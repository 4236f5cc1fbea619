//! Texture coordinates of the warp pass.

use crate::expr::WarpParams;
use crate::mesh::WarpMesh;

/// Amplitude of the animated warp wobble per unit of `warp`.
const WARP_AMPLITUDE: f32 = 0.0035;

/// Frame-wide inputs of the warp computation.
#[derive(Debug, Clone, Copy, PartialEq)]
pub struct WarpFrame {
    pub time: f32,
    pub warp_anim_speed: f32,
    pub warp_scale: f32,
    pub aspect_x: f32,
    pub aspect_y: f32,
    pub inv_aspect_x: f32,
    pub inv_aspect_y: f32,
}

/// For every mesh vertex, where to sample the previous frame. Zoom and
/// stretch act about `(cx, cy)`, then the wobble, rotation and translation
/// are applied in that order.
pub fn warped_uvs(frame: &WarpFrame, mesh: &WarpMesh, params: &[WarpParams], out: &mut Vec<[f32; 2]>) {
    let warp_time = frame.time * frame.warp_anim_speed;
    let scale_inv = if frame.warp_scale == 0.0 {
        1.0
    } else {
        1.0 / frame.warp_scale
    };
    let f = [
        11.68 + 4.0 * (warp_time * 1.413 + 10.0).cos(),
        8.77 + 3.0 * (warp_time * 1.113 + 7.0).cos(),
        10.54 + 3.0 * (warp_time * 1.233 + 3.0).cos(),
        11.49 + 4.0 * (warp_time * 0.933 + 5.0).cos(),
    ];

    out.clear();
    out.extend(mesh.vertices().iter().zip(params).map(|(vertex, p)| {
        let zoom = p.zoom.powf(p.zoom_exp.powf(vertex.radius * 2.0 - 1.0));
        let zoom_inv = 1.0 / zoom;

        let mut u = vertex.x * frame.aspect_x * 0.5 * zoom_inv + 0.5;
        let mut v = -vertex.y * frame.aspect_y * 0.5 * zoom_inv + 0.5;

        u = (u - p.cx) / p.sx + p.cx;
        v = (v - p.cy) / p.sy + p.cy;

        if p.warp != 0.0 {
            let (x, y) = (vertex.x, vertex.y);
            let amount = p.warp * WARP_AMPLITUDE;
            u += amount * (warp_time * 0.333 + scale_inv * (x * f[0] - y * f[3])).sin();
            v += amount * (warp_time * 0.375 - scale_inv * (x * f[2] + y * f[1])).cos();
            u += amount * (warp_time * 0.753 - scale_inv * (x * f[1] - y * f[2])).cos();
            v += amount * (warp_time * 0.825 + scale_inv * (x * f[0] + y * f[3])).sin();
        }

        let (du, dv) = (u - p.cx, v - p.cy);
        let (sin, cos) = p.rot.sin_cos();
        u = du * cos - dv * sin + p.cx;
        v = du * sin + dv * cos + p.cy;

        u -= p.dx;
        v -= p.dy;

        [
            (u - 0.5) * frame.inv_aspect_x + 0.5,
            (v - 0.5) * frame.inv_aspect_y + 0.5,
        ]
    }));
}

#[cfg(test)]
mod tests {
    use super::*;

    fn frame() -> WarpFrame {
        WarpFrame {
            time: 1.0,
            warp_anim_speed: 1.0,
            warp_scale: 1.0,
            aspect_x: 1.0,
            aspect_y: 1.0,
            inv_aspect_x: 1.0,
            inv_aspect_y: 1.0,
        }
    }

    fn identity() -> WarpParams {
        WarpParams {
            warp: 0.0,
            ..WarpParams::default()
        }
    }

    #[test]
    fn identity_parameters_sample_in_place() {
        let mesh = WarpMesh::generate(8, 8, 1.0, 1.0).unwrap();
        let params = vec![identity(); mesh.vertices().len()];
        let mut uvs = Vec::new();

        warped_uvs(&frame(), &mesh, &params, &mut uvs);

        for (vertex, uv) in mesh.vertices().iter().zip(&uvs) {
            assert!((uv[0] - vertex.u).abs() < 1e-5);
            assert!((uv[1] - vertex.v).abs() < 1e-5);
        }
    }

    #[test]
    fn zoom_pulls_samples_towards_the_centre() {
        let mesh = WarpMesh::generate(8, 8, 1.0, 1.0).unwrap();
        let params = vec![
            WarpParams {
                zoom: 2.0,
                ..identity()
            };
            mesh.vertices().len()
        ];
        let mut uvs = Vec::new();

        warped_uvs(&frame(), &mesh, &params, &mut uvs);

        let corner = uvs[0];
        assert!((corner[0] - 0.25).abs() < 1e-5);
        assert!((corner[1] - 0.25).abs() < 1e-5);
    }

    #[test]
    fn translation_is_subtracted() {
        let mesh = WarpMesh::generate(4, 4, 1.0, 1.0).unwrap();
        let params = vec![
            WarpParams {
                dx: 0.1,
                dy: -0.2,
                ..identity()
            };
            mesh.vertices().len()
        ];
        let mut uvs = Vec::new();

        warped_uvs(&frame(), &mesh, &params, &mut uvs);
        let vertex = mesh.vertices()[0];
        assert!((uvs[0][0] - (vertex.u - 0.1)).abs() < 1e-5);
        assert!((uvs[0][1] - (vertex.v + 0.2)).abs() < 1e-5);
    }
}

* * * * * * *

Where the word "WarpMesh" shows up in a line of the records above, count that line; then give the count by itself.

* ANSWER BOX: 5